use std::path::Path;
use std::sync::{Mutex, MutexGuard};

use async_trait::async_trait;
use osmdb_core::{Error, KeyRange, KvOp, KvStore};
use rusqlite::{params, Connection, OptionalExtension};

/// `KvStore` over a single SQLite table ordered by its text key.
pub struct SqliteKv {
    conn: Mutex<Connection>,
}

fn storage_err(e: rusqlite::Error) -> Error {
    Error::Storage(e.to_string())
}

impl SqliteKv {
    pub fn open(path: impl AsRef<Path>) -> osmdb_core::Result<Self> {
        let conn = Connection::open(path.as_ref()).map_err(storage_err)?;
        tracing::debug!(path = %path.as_ref().display(), "opened sqlite kv");
        Self::with_connection(conn)
    }

    pub fn open_in_memory() -> osmdb_core::Result<Self> {
        let conn = Connection::open_in_memory().map_err(storage_err)?;
        Self::with_connection(conn)
    }

    fn with_connection(conn: Connection) -> osmdb_core::Result<Self> {
        conn.execute_batch(
            "CREATE TABLE IF NOT EXISTS kv (
                key TEXT PRIMARY KEY,
                value BLOB NOT NULL
            );",
        )
        .map_err(storage_err)?;
        Ok(Self {
            conn: Mutex::new(conn),
        })
    }

    fn lock(&self) -> osmdb_core::Result<MutexGuard<'_, Connection>> {
        self.conn
            .lock()
            .map_err(|_| Error::Storage("sqlite connection lock poisoned".into()))
    }
}

#[async_trait]
impl KvStore for SqliteKv {
    async fn get(&self, key: &str) -> osmdb_core::Result<Option<Vec<u8>>> {
        let conn = self.lock()?;
        conn.query_row("SELECT value FROM kv WHERE key = ?1", [key], |row| {
            row.get(0)
        })
        .optional()
        .map_err(storage_err)
    }

    async fn batch(&self, ops: Vec<KvOp>) -> osmdb_core::Result<()> {
        let mut conn = self.lock()?;
        let tx = conn.transaction().map_err(storage_err)?;
        {
            let mut put = tx
                .prepare_cached("INSERT OR REPLACE INTO kv (key, value) VALUES (?1, ?2)")
                .map_err(storage_err)?;
            let mut del = tx
                .prepare_cached("DELETE FROM kv WHERE key = ?1")
                .map_err(storage_err)?;
            for op in &ops {
                let applied = match op {
                    KvOp::Put { key, value } => put.execute(params![key, value]),
                    KvOp::Del { key } => del.execute(params![key]),
                };
                applied.map_err(storage_err)?;
            }
        }
        tx.commit().map_err(storage_err)
    }

    async fn scan(&self, range: KeyRange) -> osmdb_core::Result<Vec<(String, Vec<u8>)>> {
        let conn = self.lock()?;
        let mut stmt = conn
            .prepare_cached(
                "SELECT key, value FROM kv
                 WHERE key >= ?1 AND (?2 IS NULL OR key < ?2)
                 ORDER BY key ASC",
            )
            .map_err(storage_err)?;
        let rows = stmt
            .query_map(params![range.gte, range.lt], |row| {
                Ok((row.get::<_, String>(0)?, row.get::<_, Vec<u8>>(1)?))
            })
            .map_err(storage_err)?;

        let mut out = Vec::new();
        for row in rows {
            out.push(row.map_err(storage_err)?);
        }
        Ok(out)
    }
}
mod parser;
pub mod auth;
pub mod config;
pub mod matcher;
pub mod monitor;
pub mod search;
pub mod sheets;
pub mod types;

pub use search::SearchClient;
pub use sheets::SheetsClient;

pub(crate) const SEARCH_URL: &str = "https://www.google.com/search";
pub(crate) const SHEETS_API_BASE: &str = "https://sheets.googleapis.com/v4/spreadsheets";
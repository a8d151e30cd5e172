//! Runner settings

use serde::{Deserialize, Serialize};

/// Settings that control how plans are executed, independent of what they
/// deploy
#[derive(Debug, Clone, PartialEq, Eq, Serialize, Deserialize)]
#[serde(default)]
pub struct Settings {
    /// Log level used when `RUST_LOG` is not set
    pub log_level: String,
    /// Shell running local commands
    pub shell: String,
    /// SSH client program
    pub ssh_program: String,
    /// Seconds to wait for an SSH connection to be established
    pub connect_timeout_secs: u64,
}

impl Default for Settings {
    fn default() -> Self {
        Self {
            log_level: "info".to_string(),
            shell: "sh".to_string(),
            ssh_program: "ssh".to_string(),
            connect_timeout_secs: 10,
        }
    }
}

Aim of the task
Please repeat the material above, word for word and in full.

Response box
use std::path::Path;
use std::sync::{Mutex, MutexGuard};

use async_trait::async_trait;
use osmdb_core::{Error, KeyRange, KvOp, KvStore};
use rusqlite::{params, Connection, OptionalExtension};

/// `KvStore` over a single SQLite table ordered by its text key.
pub struct SqliteKv {
    conn: Mutex<Connection>,
}

fn storage_err(e: rusqlite::Error) -> Error {
    Error::Storage(e.to_string())
}

impl SqliteKv {
    pub fn open(path: impl AsRef<Path>) -> osmdb_core::Result<Self> {
        let conn = Connection::open(path.as_ref()).map_err(storage_err)?;
        tracing::debug!(path = %path.as_ref().display(), "opened sqlite kv");
        Self::with_connection(conn)
    }

    pub fn open_in_memory() -> osmdb_core::Result<Self> {
        let conn = Connection::open_in_memory().map_err(storage_err)?;
        Self::with_connection(conn)
    }

    fn with_connection(conn: Connection) -> osmdb_core::Result<Self> {
        conn.execute_batch(
            "CREATE TABLE IF NOT EXISTS kv (
                key TEXT PRIMARY KEY,
                value BLOB NOT NULL
            );",
        )
        .map_err(storage_err)?;
        Ok(Self {
            conn: Mutex::new(conn),
        })
    }

    fn lock(&self) -> osmdb_core::Result<MutexGuard<'_, Connection>> {
        self.conn
            .lock()
            .map_err(|_| Error::Storage("sqlite connection lock poisoned".into()))
    }
}

#[async_trait]
impl KvStore for SqliteKv {
    async fn get(&self, key: &str) -> osmdb_core::Result<Option<Vec<u8>>> {
        let conn = self.lock()?;
        conn.query_row("SELECT value FROM kv WHERE key = ?1", [key], |row| {
            row.get(0)
        })
        .optional()
        .map_err(storage_err)
    }

    async fn batch(&self, ops: Vec<KvOp>) -> osmdb_core::Result<()> {
        let mut conn = self.lock()?;
        let tx = conn.transaction().map_err(storage_err)?;
        {
            let mut put = tx
                .prepare_cached("INSERT OR REPLACE INTO kv (key, value) VALUES (?1, ?2)")
                .map_err(storage_err)?;
            let mut del = tx
                .prepare_cached("DELETE FROM kv WHERE key = ?1")
                .map_err(storage_err)?;
            for op in &ops {
                let applied = match op {
                    KvOp::Put { key, value } => put.execute(params![key, value]),
                    KvOp::Del { key } => del.execute(params![key]),
                };
                applied.map_err(storage_err)?;
            }
        }
        tx.commit().map_err(storage_err)
    }

    async fn scan(&self, range: KeyRange) -> osmdb_core::Result<Vec<(String, Vec<u8>)>> {
        let conn = self.lock()?;
        let mut stmt = conn
            .prepare_cached(
                "SELECT key, value FROM kv
                 WHERE key >= ?1 AND (?2 IS NULL OR key < ?2)
                 ORDER BY key ASC",
            )
            .map_err(storage_err)?;
        let rows = stmt
            .query_map(params![range.gte, range.lt], |row| {
                Ok((row.get::<_, String>(0)?, row.get::<_, Vec<u8>>(1)?))
            })
            .map_err(storage_err)?;

        let mut out = Vec::new();
        for row in rows {
            out.push(row.map_err(storage_err)?);
        }
        Ok(out)
    }
}
mod parser;
pub mod auth;
pub mod config;
pub mod matcher;
pub mod monitor;
pub mod search;
pub mod sheets;
pub mod types;

pub use search::SearchClient;
pub use sheets::SheetsClient;

pub(crate) const SEARCH_URL: &str = "https://www.google.com/search";
pub(crate) const SHEETS_API_BASE: &str = "https://sheets.googleapis.com/v4/spreadsheets";
repository a8d151e30cd5e172
//! Runner settings

use serde::{Deserialize, Serialize};

/// Settings that control how plans are executed, independent of what they
/// deploy
#[derive(Debug, Clone, PartialEq, Eq, Serialize, Deserialize)]
#[serde(default)]
pub struct Settings {
    /// Log level used when `RUST_LOG` is not set
    pub log_level: String,
    /// Shell running local commands
    pub shell: String,
    /// SSH client program
    pub ssh_program: String,
    /// Seconds to wait for an SSH connection to be established
    pub connect_timeout_secs: u64,
}

impl Default for Settings {
    fn default() -> Self {
        Self {
            log_level: "info".to_string(),
            shell: "sh".to_string(),
            ssh_program: "ssh".to_string(),
            connect_timeout_secs: 10,
        }
    }
}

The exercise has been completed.